TV Ghost “Phantasm” b/w “Panic Area” 7” (Sweet Rot) Hit-and-miss band delivers a miss. It’s in their typically dark, scary demeanor, but this time the scares seem so piled on and so part of some dramatic presence TV Ghost seems to be trying to bring to their years-long career of playing through every side of Anglo-American dark rock with guitars from Teenage Jesus up on through to Bauhaus. It’s hard to believe that a band which has made some pretty frightening music now needs to crafts its premise with the subtlety of a Halloween sound effects record. Hello, Miss! (http://sweetrotrecords.bandcamp.com) (Doug Mosurock)

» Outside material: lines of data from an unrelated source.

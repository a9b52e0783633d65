//! The SPINE node: the local device, its worker, and one mirror per peer.

mod local;
mod remote;
pub(crate) mod state;

pub use local::{DeviceInfo, DeviceLocal, DeviceMessage, EntitySpec, FeatureSpec};
pub use remote::DeviceRemote;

Univox “Tonight” b/w “Rug Stain” 7” (Green Music) The one-sheet claims Philadelphia’s Univox creates “progressive power pop”, but that descriptor, along with the stark black-and-white crust/sewage punx cover design, serve only to mislead about what is an altogether different and very cool beast. “Tonight” stomps forth with three spindly chords, impassioned group vocals and a definite Mekons/Elvis Costello vibe that fortunately sticks to the latter’s potential for acrimony. Univox’s strength is in those raucous, alley-cat choruses and codas, and the 3-minute epic “Rug Stains” is chock full of them. After a tearjerker verse anchored by a big “Leader of the Pack” drum beat, the quartet spins their inner ‘70s AOR AM dial, pausing on nods to Neil Young and Bowie before the kit-thrashing punker finale. We have here a solid offering with a lot of disparate musical ideas that manage to work without sounding the least bit obnoxious, praise be to Jah for that. This EP, their fourth, comes with the ubiquitous download code for the entire program plus bonus tracks and remixes. (http://univox.bandcamp.com) (Adam MacGregor)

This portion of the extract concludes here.